You decide which of these criteria are most important, and which tree will be appropriate to your location. Availability may be an important factor, as some trees are very hard to obtain.
Dawn redwood (Metasequoia glyptostroboides) is an example of a good tree with limited availability. This deciduous conifer has many of the attributes of the evergreen Coast redwood (Sequoia sempervirens). Bright, soft green spring growth, fast-growing and narrow, with nut-brown fall color before the needles drop. Very nice planted in groves and tolerant of lawn watering. Bald cypress (Taxodium distichum) is very similar, with a more weeping growth habit. I have seen nice specimens in Davis, but it is scarce in the trade.
Four popular trees have drawbacks that may limit their usefulness:
Birch trees grow fast, with fluttery leaves and bright yellow fall color. European birch (Betula pendula) is often planted in groups: very pretty, but trees weakened by drought are prone to borers and get burnt leaves during hot spells. Love lawn watering but develop surface roots. Japanese birch and Betula jacquemontii also grow here, having more upright growth habits that resemble alders.

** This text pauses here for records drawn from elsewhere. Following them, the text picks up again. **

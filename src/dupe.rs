#[cfg(feature = "json_schema")]
use schemars::JsonSchema;
use serde::Deserialize;
use serde::Serialize;

use crate::hash::Tth;
use crate::path::ListPath;
use crate::tree::DirId;
use crate::tree::Tree;

/// Dupe classification of a file or directory.
///
/// Files only ever carry `None`, `FullShare` or `FullQueue`; the partial and
/// mixed states are produced for directories by [`propagate`].
#[cfg_attr(feature = "json_schema", derive(JsonSchema))]
#[cfg_attr(feature = "utoipa", derive(utoipa::ToSchema))]
#[derive(Debug, Clone, Copy, Default, Serialize, Deserialize, PartialEq, Eq, Hash)]
pub enum DupeType {
    /// Not present locally.
    #[default]
    None,
    /// Everything is shared.
    FullShare,
    /// Some of the content is shared.
    PartialShare,
    /// Everything is queued.
    FullQueue,
    /// Some of the content is queued.
    PartialQueue,
    /// Both shared and queued content.
    Mixed,
}

impl DupeType {
    /// `FullShare` or `PartialShare`.
    pub fn is_share(&self) -> bool {
        matches!(self, DupeType::FullShare | DupeType::PartialShare)
    }

    /// `FullQueue` or `PartialQueue`.
    pub fn is_queue(&self) -> bool {
        matches!(self, DupeType::FullQueue | DupeType::PartialQueue)
    }
}

/// Content-addressed index of local share and queue content.
pub trait DupeIndex: Send + Sync {
    /// Classifies a file by content hash.
    fn lookup(&self, tth: &Tth) -> DupeType;

    /// Classifies a directory whose content is not loaded yet, from its path
    /// and the size estimate sent by the peer.
    fn lookup_directory(&self, _path: &ListPath, _size: u64) -> DupeType {
        DupeType::None
    }
}

/// Folds the status of a child directory into its parent's status.
fn fold_directory(dupe: DupeType, result: DupeType, first: bool) -> DupeType {
    use DupeType::*;
    if dupe == None && first {
        result
    } else if result == FullShare && dupe == None && !first {
        PartialShare
    } else if result == PartialShare && (dupe == None || dupe == FullShare) && !first {
        PartialShare
    } else if result == FullQueue && dupe == None && !first {
        PartialQueue
    } else if result == PartialQueue && (dupe == None || dupe == FullQueue) && !first {
        PartialQueue
    } else if (dupe.is_share() && result.is_queue()) || (dupe.is_queue() && result.is_share()) {
        Mixed
    } else if result == Mixed {
        Mixed
    } else {
        dupe
    }
}

/// Folds the status of a non-empty file into its directory's status.
fn fold_file(dupe: DupeType, file: DupeType, has_dirs: bool, first: bool) -> DupeType {
    use DupeType::*;
    let shared = file == FullShare;
    let queued = file == FullQueue;
    if dupe == None && first && !has_dirs && shared {
        FullShare
    } else if dupe == None && first && !has_dirs && queued {
        FullQueue
    } else if dupe == None && first && has_dirs && shared {
        PartialShare
    } else if dupe == None && first && has_dirs && queued {
        PartialQueue
    } else if dupe == None && !first && shared {
        PartialShare
    } else if dupe == None && !first && queued {
        PartialQueue
    } else if dupe == FullShare && !shared {
        PartialShare
    } else if dupe == FullQueue && !queued {
        PartialQueue
    } else if (dupe.is_share() && queued) || (dupe.is_queue() && shared) {
        Mixed
    } else {
        dupe
    }
}

/// Classifies `id` and everything below it, children first, and returns
/// the status of `id`.
///
/// The folds are evaluated in child order and are not commutative: a child
/// that is fully shared after a non-dupe sibling yields a partial status,
/// while the reverse order keeps the full status.
pub fn classify(tree: &mut Tree, id: DirId) -> DupeType {
    let children = tree[id].directories().to_vec();
    let has_dirs = !children.is_empty();
    let mut dupe = tree[id].dupe();

    let mut first = true;
    for child in children {
        let result = classify(tree, child);
        dupe = fold_directory(dupe, result, first);
        first = false;
    }

    // zero byte files would mark lots of directories as partial dupes
    first = true;
    for f in tree[id].files().iter().filter(|f| f.size > 0) {
        dupe = fold_file(dupe, f.dupe, has_dirs, first);
        first = false;
    }

    tree[id].set_dupe(dupe);
    dupe
}

/// Classifies the whole tree. The root is never shown as a dupe.
pub fn propagate(tree: &mut Tree) {
    let root = tree.root();
    classify(tree, root);
    tree[root].set_dupe(DupeType::None);
}

#[cfg(test)]
mod tests {
    use super::*;
    use crate::tree::DirType;
    use crate::tree::Directory;
    use crate::tree::File;

    fn file(name: &str, size: u64, dupe: DupeType) -> File {
        let mut f = File::new(name, size, Tth::default());
        f.dupe = dupe;
        f
    }

    fn dir_with(tree: &mut Tree, parent: DirId, name: &str, files: &[(u64, DupeType)]) -> DirId {
        let id = tree.add_directory(parent, Directory::new(name, DirType::Normal));
        for (i, (size, dupe)) in files.iter().enumerate() {
            tree.add_file(id, file(&format!("f{i}"), *size, *dupe));
        }
        id
    }

    #[test]
    fn files_only() {
        let mut tree = Tree::new();
        let root = tree.root();
        let full = dir_with(&mut tree, root, "full", &[(1, DupeType::FullShare); 2]);
        let partial = dir_with(
            &mut tree,
            root,
            "partial",
            &[(1, DupeType::FullShare), (1, DupeType::None)],
        );
        let late = dir_with(
            &mut tree,
            root,
            "late",
            &[(1, DupeType::None), (1, DupeType::FullQueue)],
        );
        let mixed = dir_with(
            &mut tree,
            root,
            "mixed",
            &[(1, DupeType::FullShare), (1, DupeType::FullQueue)],
        );
        propagate(&mut tree);
        assert_eq!(tree[full].dupe(), DupeType::FullShare);
        assert_eq!(tree[partial].dupe(), DupeType::PartialShare);
        assert_eq!(tree[late].dupe(), DupeType::PartialQueue);
        // a full share dupe meeting a queued file is downgraded first
        assert_eq!(tree[mixed].dupe(), DupeType::PartialShare);
        assert_eq!(tree[root].dupe(), DupeType::None);
    }

    #[test]
    fn zero_byte_files_are_ignored() {
        let mut tree = Tree::new();
        let root = tree.root();
        let d = dir_with(
            &mut tree,
            root,
            "d",
            &[(0, DupeType::None), (5, DupeType::FullShare)],
        );
        propagate(&mut tree);
        assert_eq!(tree[d].dupe(), DupeType::FullShare);
    }

    #[test]
    fn child_order_matters() {
        let mut tree = Tree::new();
        let root = tree.root();
        let none_first = tree.add_directory(root, Directory::new("a", DirType::Normal));
        dir_with(&mut tree, none_first, "x", &[(1, DupeType::None)]);
        dir_with(&mut tree, none_first, "y", &[(1, DupeType::FullShare)]);

        let full_first = tree.add_directory(root, Directory::new("b", DirType::Normal));
        dir_with(&mut tree, full_first, "y", &[(1, DupeType::FullShare)]);
        dir_with(&mut tree, full_first, "x", &[(1, DupeType::None)]);

        propagate(&mut tree);
        assert_eq!(tree[none_first].dupe(), DupeType::PartialShare);
        assert_eq!(tree[full_first].dupe(), DupeType::FullShare);
    }

    #[test]
    fn share_and_queue_children_mix() {
        let mut tree = Tree::new();
        let root = tree.root();
        let parent = tree.add_directory(root, Directory::new("p", DirType::Normal));
        dir_with(&mut tree, parent, "s", &[(1, DupeType::FullShare)]);
        dir_with(&mut tree, parent, "q", &[(1, DupeType::FullQueue)]);
        propagate(&mut tree);
        assert_eq!(tree[parent].dupe(), DupeType::Mixed);
    }

    #[test]
    fn files_next_to_dupe_dirs_are_partial() {
        let mut tree = Tree::new();
        let root = tree.root();
        let parent = tree.add_directory(root, Directory::new("p", DirType::Normal));
        dir_with(&mut tree, parent, "s", &[(1, DupeType::FullShare)]);
        tree.add_file(parent, file("extra", 3, DupeType::None));
        propagate(&mut tree);
        assert_eq!(tree[parent].dupe(), DupeType::PartialShare);
    }

    #[test]
    fn mixed_child_propagates() {
        let mut tree = Tree::new();
        let root = tree.root();
        let top = tree.add_directory(root, Directory::new("top", DirType::Normal));
        let mid = tree.add_directory(top, Directory::new("mid", DirType::Normal));
        dir_with(&mut tree, mid, "s", &[(1, DupeType::FullShare)]);
        dir_with(&mut tree, mid, "q", &[(1, DupeType::FullQueue)]);
        dir_with(&mut tree, top, "plain", &[(1, DupeType::None)]);
        propagate(&mut tree);
        assert_eq!(tree[mid].dupe(), DupeType::Mixed);
        assert_eq!(tree[top].dupe(), DupeType::Mixed);
    }
}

Note: the Western Garden Book mentions some species as being "more borer resistant" than the European birch, but that borer is not the one we get here.
Chitalpa, a hybrid between Desert willow (Chilopsis) and Catalpa, has become popular. Pretty pink blooms spring through fall attract hummingbirds, and the tree is drought tolerant. Some training is needed for good branch structure. The leaves get a blight in spring and mildew in summer (especially in lawns), which can make the trees unsightly.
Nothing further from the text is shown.